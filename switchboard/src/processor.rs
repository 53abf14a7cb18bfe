//! Event processing - classify consumed events and forward them.
//!
//! `log`, `event` and unrecognized names are forwarded to the logging
//! collaborator. `auth` is reserved and skipped.

use async_trait::async_trait;
use reqwest::StatusCode;
use tracing::{info, warn};

use crate::collaborators::Collaborator;
use crate::error::ForwardError;
use crate::queue::{EventKind, LogEvent};

/// What happened to a consumed event.
#[derive(Debug, Clone, Copy, PartialEq, Eq)]
pub enum Outcome {
    Forwarded,
    Skipped,
}

/// Downstream side of the consumer.
#[async_trait]
pub trait EventHandler: Send + Sync {
    async fn forward_log(&self, event: &LogEvent) -> Result<(), ForwardError>;
}

/// Decode a delivery body.
///
/// Malformed bodies become an empty event instead of being rejected.
pub fn decode_event(body: &[u8]) -> LogEvent {
    match serde_json::from_slice(body) {
        Ok(event) => event,
        Err(e) => {
            warn!(
                error = %e,
                body_preview = %String::from_utf8_lossy(&body[..body.len().min(200)]),
                "listener_event_decode_failed"
            );
            LogEvent::default()
        }
    }
}

/// Route one event to `handler` according to its kind.
pub async fn handle_event<H>(handler: &H, event: &LogEvent) -> Result<Outcome, ForwardError>
where
    H: EventHandler + ?Sized,
{
    let kind = event.kind();
    info!(name = %event.name, kind = ?kind, "listener_event_received");

    match kind {
        EventKind::Log | EventKind::Unrecognized => {
            handler.forward_log(event).await?;
            Ok(Outcome::Forwarded)
        }
        EventKind::Auth => Ok(Outcome::Skipped),
    }
}

/// Forwards events to the logging collaborator (`POST /log`).
pub struct LogForwarder {
    logger: Collaborator,
}

impl LogForwarder {
    pub fn new(logger: Collaborator) -> Self {
        Self { logger }
    }
}

#[async_trait]
impl EventHandler for LogForwarder {
    async fn forward_log(&self, event: &LogEvent) -> Result<(), ForwardError> {
        let response = self.logger.post(event).await?;
        let status = response.status();

        if status != StatusCode::ACCEPTED {
            return Err(ForwardError::Status(status.as_u16()));
        }

        info!(name = %event.name, "listener_event_forwarded");
        Ok(())
    }
}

----------

### Requirement:
Output the listing exactly.

### Solution to this problem:
filename switchboard/src/processor.rs
repository 53abf14a7cb18bfe
//! Event processing - classify consumed events and forward them.
//!
//! `log`, `event` and unrecognized names are forwarded to the logging
//! collaborator. `auth` is reserved and skipped.

use async_trait::async_trait;
use reqwest::StatusCode;
use tracing::{info, warn};

use crate::collaborators::Collaborator;
use crate::error::ForwardError;
use crate::queue::{EventKind, LogEvent};

/// What happened to a consumed event.
#[derive(Debug, Clone, Copy, PartialEq, Eq)]
pub enum Outcome {
    Forwarded,
    Skipped,
}

/// Downstream side of the consumer.
#[async_trait]
pub trait EventHandler: Send + Sync {
    async fn forward_log(&self, event: &LogEvent) -> Result<(), ForwardError>;
}

/// Decode a delivery body.
///
/// Malformed bodies become an empty event instead of being rejected.
pub fn decode_event(body: &[u8]) -> LogEvent {
    match serde_json::from_slice(body) {
        Ok(event) => event,
        Err(e) => {
            warn!(
                error = %e,
                body_preview = %String::from_utf8_lossy(&body[..body.len().min(200)]),
                "listener_event_decode_failed"
            );
            LogEvent::default()
        }
    }
}

/// Route one event to `handler` according to its kind.
pub async fn handle_event<H>(handler: &H, event: &LogEvent) -> Result<Outcome, ForwardError>
where
    H: EventHandler + ?Sized,
{
    let kind = event.kind();
    info!(name = %event.name, kind = ?kind, "listener_event_received");

    match kind {
        EventKind::Log | EventKind::Unrecognized => {
            handler.forward_log(event).await?;
            Ok(Outcome::Forwarded)
        }
        EventKind::Auth => Ok(Outcome::Skipped),
    }
}

/// Forwards events to the logging collaborator (`POST /log`).
pub struct LogForwarder {
    logger: Collaborator,
}

impl LogForwarder {
    pub fn new(logger: Collaborator) -> Self {
        Self { logger }
    }
}

#[async_trait]
impl EventHandler for LogForwarder {
    async fn forward_log(&self, event: &LogEvent) -> Result<(), ForwardError> {
        let response = self.logger.post(event).await?;
        let status = response.status();

        if status != StatusCode::ACCEPTED {
            return Err(ForwardError::Status(status.as_u16()));
        }

        info!(name = %event.name, "listener_event_forwarded");
        Ok(())
    }
}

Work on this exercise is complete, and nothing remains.